• [WHAT TO WORK ON] Search each line below for the word "HistoryError" and list those that contain it.

BEGIN

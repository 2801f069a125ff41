//! crawl-history: success/failure history for resumable crawls
//!
//! This crate remembers, across crawl sessions, which requests already
//! succeeded and which failed, so a resumed crawl can skip finished work and
//! retry only what failed before. History is kept in memory and persisted to
//! one of three backends: a document store, a relational store, or an
//! append-only flat file.

pub mod config;
pub mod history;
pub mod request;
pub mod storage;

use thiserror::Error;

/// Main error type for crawl-history operations
///
/// Session operations on [`HistoryTracker`] never return errors; this type is
/// only produced while building a tracker or by the command-line front end.
#[derive(Debug, Error)]
pub enum HistoryError {
    #[error("Configuration error: {0}")]
    Config(#[from] ConfigError),

    #[error("Storage error: {0}")]
    Storage(#[from] storage::StorageError),

    #[error("Key codec error: {0}")]
    Codec(#[from] CodecError),

    #[error("IO error: {0}")]
    Io(#[from] std::io::Error),
}

/// Configuration-specific errors
#[derive(Debug, Error)]
pub enum ConfigError {
    #[error("Failed to read config file: {0}")]
    Io(#[from] std::io::Error),

    #[error("Failed to parse TOML: {0}")]
    Parse(#[from] toml::de::Error),

    #[error("Validation error: {0}")]
    Validation(String),
}

/// Errors raised while turning a request into a key or back
#[derive(Debug, Error)]
pub enum CodecError {
    #[error("Malformed request key: {0}")]
    Decode(#[from] serde_json::Error),

    #[error("Invalid request: {0}")]
    InvalidRequest(String),
}

/// Result type alias for crawl-history operations
pub type Result<T> = std::result::Result<T, HistoryError>;

/// Result type alias for configuration operations
pub type ConfigResult<T> = std::result::Result<T, ConfigError>;

/// Result type alias for key codec operations
pub type CodecResult<T> = std::result::Result<T, CodecError>;

// Re-export commonly used types
pub use config::{Config, Provider};
pub use history::{HistoryStats, HistoryTracker};
pub use request::{Record, Request};
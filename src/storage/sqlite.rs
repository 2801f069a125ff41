//! SQLite storage implementation
//!
//! This module provides the relational history backend. Each ledger is one
//! table of record keys; writes use `INSERT OR IGNORE` so a retried flush is
//! harmless.

use crate::config::HistoryConfig;
use crate::storage::group_by_spider;
use crate::storage::schema::{initialize_schema, quote_identifier};
use crate::storage::traits::{HistoryBackend, SpiderBuckets, StorageResult};
use chrono::Utc;
use rusqlite::{params, Connection};
use std::collections::HashSet;
use std::path::Path;

/// SQLite history backend
pub struct SqliteHistoryStore {
    conn: Connection,
    success_table: String,
    failure_table: String,
}

impl SqliteHistoryStore {
    /// Opens (or creates) the history database
    ///
    /// # Arguments
    ///
    /// * `path` - Path to the SQLite database file
    /// * `success_table` - Table holding success keys
    /// * `failure_table` - Table holding failure keys
    ///
    /// # Returns
    ///
    /// * `Ok(SqliteHistoryStore)` - Successfully opened/created database
    /// * `Err(rusqlite::Error)` - Failed to open database
    pub fn open(
        path: &Path,
        success_table: impl Into<String>,
        failure_table: impl Into<String>,
    ) -> Result<Self, rusqlite::Error> {
        let conn = Connection::open(path)?;

        conn.execute_batch(
            "
            PRAGMA journal_mode = WAL;
            PRAGMA synchronous = NORMAL;
        ",
        )?;

        Self::with_connection(conn, success_table.into(), failure_table.into())
    }

    /// Opens the database named by the configuration
    pub fn from_config(
        database_path: &Path,
        config: &HistoryConfig,
    ) -> Result<Self, rusqlite::Error> {
        Self::open(database_path, config.success_name(), config.failure_name())
    }

    /// Creates an in-memory database (for testing)
    #[cfg(test)]
    pub fn new_in_memory() -> Result<Self, rusqlite::Error> {
        let conn = Connection::open_in_memory()?;
        Self::with_connection(conn, "history_y".to_string(), "history_n".to_string())
    }

    fn with_connection(
        conn: Connection,
        success_table: String,
        failure_table: String,
    ) -> Result<Self, rusqlite::Error> {
        initialize_schema(&conn, &[success_table.as_str(), failure_table.as_str()])?;
        Ok(Self {
            conn,
            success_table,
            failure_table,
        })
    }

    fn select_ids(&self, table: &str) -> StorageResult<Vec<String>> {
        let mut stmt = self
            .conn
            .prepare(&format!("SELECT id FROM {}", quote_identifier(table)))?;

        let ids = stmt
            .query_map([], |row| row.get(0))?
            .collect::<Result<Vec<String>, _>>()?;

        Ok(ids)
    }

    fn insert_ids<'a, I>(&mut self, table: &str, ids: I) -> StorageResult<usize>
    where
        I: IntoIterator<Item = &'a String>,
    {
        let now = Utc::now().to_rfc3339();
        let tx = self.conn.transaction()?;
        let mut count = 0;
        {
            let mut stmt = tx.prepare(&format!(
                "INSERT OR IGNORE INTO {} (id, recorded_at) VALUES (?1, ?2)",
                quote_identifier(table)
            ))?;
            for id in ids {
                stmt.execute(params![id, now])?;
                count += 1;
            }
        }
        tx.commit()?;
        Ok(count)
    }
}

impl HistoryBackend for SqliteHistoryStore {
    fn load_success(&mut self) -> StorageResult<HashSet<String>> {
        Ok(self.select_ids(&self.success_table)?.into_iter().collect())
    }

    fn load_failure(&mut self) -> StorageResult<SpiderBuckets> {
        let ids = self.select_ids(&self.failure_table)?;
        Ok(group_by_spider(ids))
    }

    fn persist_success(&mut self, keys: &HashSet<String>) -> StorageResult<usize> {
        let table = self.success_table.clone();
        self.insert_ids(&table, keys)
    }

    fn persist_failure(&mut self, buckets: &SpiderBuckets) -> StorageResult<usize> {
        let table = self.failure_table.clone();
        self.insert_ids(&table, buckets.values().flatten())
    }
}
//! Integration tests for crawl history
//!
//! These tests drive the tracker through whole sessions against real
//! backends in temporary directories: persist, start a new tracker, inherit.

use crawl_history::config::{parse_config, Config};
use crawl_history::request::success_key;
use crawl_history::storage::MemoryDocumentStore;
use crawl_history::{HistoryStats, HistoryTracker, Provider, Request};
use std::collections::HashSet;
use std::fs;
use std::sync::Arc;
use std::thread;
use tempfile::TempDir;

/// Creates a configuration rooted in the given directory
fn create_test_config(dir: &TempDir) -> Config {
    let toml = format!(
        r#"
[history]
provider = "file"
cache-dir = "{cache}"
file-name = "history"

[relational]
database-path = "{db}"
"#,
        cache = dir.path().join("cache").display(),
        db = dir.path().join("history.db").display(),
    );
    parse_config(&toml).expect("test config should be valid")
}

fn request(spider: &str, path: &str) -> Request {
    Request::new(spider, format!("https://example.com{}", path))
}

#[test]
fn test_success_scenario_with_flat_file() {
    let dir = TempDir::new().unwrap();
    let config = create_test_config(&dir);
    let u1 = request("news", "/u1");

    let tracker = HistoryTracker::new(&config).unwrap();
    tracker.read_success("file", true);
    let first = tracker.upsert_success(&u1);
    let second = tracker.upsert_success(&u1);
    assert_eq!((first, second), (true, false));

    assert_eq!(tracker.flush_success("file"), 1);
    let raw = fs::read_to_string(config.history.success_file()).unwrap();
    assert_eq!(raw, format!(",\"{}\":true", success_key(&u1)));

    // Already persisted records stay known after the flush
    assert!(!tracker.upsert_success(&u1));
    assert_eq!(tracker.flush_success("file"), 0);

    let reloaded = HistoryTracker::new(&config).unwrap();
    reloaded.read_success("file", true);
    assert_eq!(reloaded.stats().successes, 1);
    assert!(reloaded.has_succeeded(&u1));
    assert!(!reloaded.upsert_success(&u1));
}

#[test]
fn test_failure_scenario_with_flat_file() {
    let dir = TempDir::new().unwrap();
    let config = create_test_config(&dir);
    let k1 = request("news", "/k1").with_rule("article");

    let tracker = HistoryTracker::new(&config).unwrap();
    tracker.read_failure("file", true);
    assert!(tracker.upsert_failure(&k1));

    // Pending failures of the current session are not handed out for retry
    assert!(tracker.pull_failure("news").is_empty());
    assert_eq!(tracker.flush_failure("file"), 1);

    let next_run = HistoryTracker::new(&config).unwrap();
    next_run.read_failure("file", true);
    assert_eq!(next_run.pull_failure("news"), vec![k1]);
}

#[test]
fn test_flat_file_accumulates_across_sessions() {
    let dir = TempDir::new().unwrap();
    let config = create_test_config(&dir);

    for (session, path) in ["/a", "/b", "/c"].iter().enumerate() {
        let tracker = HistoryTracker::new(&config).unwrap();
        tracker.read_success("file", true);
        tracker.read_failure("file", true);
        assert_eq!(tracker.stats().successes, session);

        tracker.upsert_success(&request("news", path));
        tracker.upsert_failure(&request("news", &format!("{}/broken", path)));
        tracker.flush_success("file");
        tracker.flush_failure("file");
    }

    let tracker = HistoryTracker::new(&config).unwrap();
    tracker.read_success("file", true);
    tracker.read_failure("file", true);

    let stats = tracker.stats();
    assert_eq!(stats.successes, 3);
    assert_eq!(stats.failures["news"], 3);
    assert_eq!(tracker.pull_failure("news").len(), 3);
}

#[test]
fn test_pull_failure_is_scoped_to_spider() {
    let dir = TempDir::new().unwrap();
    let config = create_test_config(&dir);

    let writer = HistoryTracker::new(&config).unwrap();
    writer.upsert_failure(&request("x", "/1"));
    writer.upsert_failure(&request("x", "/2"));
    writer.upsert_failure(&request("y", "/3"));
    writer.flush_failure("file");

    let tracker = HistoryTracker::new(&config).unwrap();
    tracker.read_failure("file", true);

    let urls: HashSet<String> = tracker
        .pull_failure("x")
        .into_iter()
        .map(|r| r.url)
        .collect();
    let expected: HashSet<String> = ["https://example.com/1", "https://example.com/2"]
        .iter()
        .map(|s| s.to_string())
        .collect();
    assert_eq!(urls, expected);
    assert!(tracker.pull_failure("z").is_empty());
}

#[test]
fn test_read_without_inherit_ignores_backend() {
    let dir = TempDir::new().unwrap();
    let config = create_test_config(&dir);

    let writer = HistoryTracker::new(&config).unwrap();
    writer.upsert_success(&request("news", "/old"));
    writer.upsert_failure(&request("news", "/old-broken"));
    writer.flush_success("file");
    writer.flush_failure("file");

    let tracker = HistoryTracker::new(&config).unwrap();
    tracker.read_success("file", false);
    tracker.read_failure("file", false);

    assert_eq!(tracker.stats(), HistoryStats::default());
    assert!(tracker.upsert_success(&request("news", "/old")));
    assert!(tracker.pull_failure("news").is_empty());
}

#[test]
fn test_repeated_inheriting_read_is_noop() {
    let dir = TempDir::new().unwrap();
    let config = create_test_config(&dir);

    let writer = HistoryTracker::new(&config).unwrap();
    writer.upsert_success(&request("news", "/a"));
    writer.flush_success("file");

    let tracker = HistoryTracker::new(&config).unwrap();
    tracker.read_success("file", true);
    tracker.upsert_success(&request("news", "/b"));

    // A concurrent session appends to the same file in between
    writer.upsert_success(&request("news", "/c"));
    writer.flush_success("file");

    tracker.read_success("file", true);
    let stats = tracker.stats();
    assert_eq!(stats.successes, 1);
    assert_eq!(stats.pending_successes, 1);
    assert!(!tracker.has_succeeded(&request("news", "/c")));
}

#[test]
fn test_empty_then_inherit_reloads() {
    let dir = TempDir::new().unwrap();
    let config = create_test_config(&dir);

    let tracker = HistoryTracker::new(&config).unwrap();
    tracker.read_success("file", true);
    tracker.read_failure("file", true);
    tracker.upsert_success(&request("news", "/a"));
    tracker.upsert_failure(&request("news", "/broken"));
    tracker.flush_success("file");
    tracker.flush_failure("file");
    tracker.upsert_success(&request("news", "/unflushed"));

    tracker.empty();
    assert_eq!(tracker.stats(), HistoryStats::default());

    tracker.read_success("file", true);
    tracker.read_failure("file", true);

    let fresh = HistoryTracker::new(&config).unwrap();
    fresh.read_success("file", true);
    fresh.read_failure("file", true);

    assert_eq!(tracker.stats(), fresh.stats());
    assert_eq!(tracker.stats().successes, 1);
    assert_eq!(tracker.pull_failure("news"), fresh.pull_failure("news"));
}

#[test]
fn test_relational_backend_roundtrip() {
    let dir = TempDir::new().unwrap();
    let config = create_test_config(&dir);
    let failed = request("news", "/broken");

    {
        let tracker = HistoryTracker::new(&config).unwrap();
        tracker.read_success(Provider::Relational, true);
        tracker.read_failure(Provider::Relational, true);
        tracker.upsert_success(&request("news", "/ok"));
        tracker.upsert_failure(&failed);
        assert_eq!(tracker.flush_success("mysql"), 1);
        assert_eq!(tracker.flush_failure("mysql"), 1);
    }

    let tracker = HistoryTracker::new(&config).unwrap();
    tracker.read_success("mysql", true);
    tracker.read_failure("mysql", true);

    assert!(tracker.has_succeeded(&request("news", "/ok")));
    assert_eq!(tracker.pull_failure("news"), vec![failed]);

    // Nothing went to the flat files
    assert!(!config.history.success_file().exists());
    assert!(!config.history.failure_file().exists());
}

#[test]
fn test_document_backend_shared_between_trackers() {
    let dir = TempDir::new().unwrap();
    let config = create_test_config(&dir);
    let store = MemoryDocumentStore::new();
    let failed = request("blogs", "/broken");

    let first = HistoryTracker::with_document_store(&config, Box::new(store.clone())).unwrap();
    first.upsert_success(&request("blogs", "/ok"));
    first.upsert_failure(&failed);
    first.flush_success("mgo");
    first.flush_failure("mgo");
    assert_eq!(store.count("history_y"), 1);
    assert_eq!(store.count("history_n"), 1);

    let second = HistoryTracker::with_document_store(&config, Box::new(store)).unwrap();
    second.read_success("mgo", true);
    second.read_failure("mgo", true);

    assert!(second.has_succeeded(&request("blogs", "/ok")));
    assert_eq!(second.pull_failure("blogs"), vec![failed]);
}

#[test]
fn test_concurrent_upserts_record_each_key_once() {
    let dir = TempDir::new().unwrap();
    let config = create_test_config(&dir);
    let tracker = Arc::new(HistoryTracker::new(&config).unwrap());
    tracker.read_success("file", true);

    let handles: Vec<_> = (0..8)
        .map(|_| {
            let tracker = Arc::clone(&tracker);
            thread::spawn(move || {
                (0..50)
                    .filter(|i| tracker.upsert_success(&request("news", &format!("/{}", i))))
                    .count()
            })
        })
        .collect();

    let recorded: usize = handles.into_iter().map(|h| h.join().unwrap()).sum();
    assert_eq!(recorded, 50);
    assert_eq!(tracker.flush_success("file"), 50);

    let reloaded = HistoryTracker::new(&config).unwrap();
    reloaded.read_success("file", true);
    assert_eq!(reloaded.stats().successes, 50);
}
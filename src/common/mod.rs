//! Common utilities shared by the harness and its collaborators

pub mod config;
pub mod error;
pub mod logging;
pub mod paths;

pub use error::{Error, Result};

use std::time::Duration;

/// Format a duration with two decimals in the largest unit that keeps the
/// value at or above one (ns, us, ms, s); seconds are never scaled further.
pub fn format_duration(d: Duration) -> String {
    const UNITS: [&str; 4] = ["ns", "us", "ms", "s"];
    let mut value = d.as_nanos() as f64;
    let mut unit = 0;
    while value >= 1000.0 && unit < UNITS.len() - 1 {
        value /= 1000.0;
        unit += 1;
    }
    format!("{:.2}{}", value, UNITS[unit])
}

END

• [OUTPUT OF THE EXERCISE]
pub enum HistoryError {
pub type Result<T> = std::result::Result<T, HistoryError>;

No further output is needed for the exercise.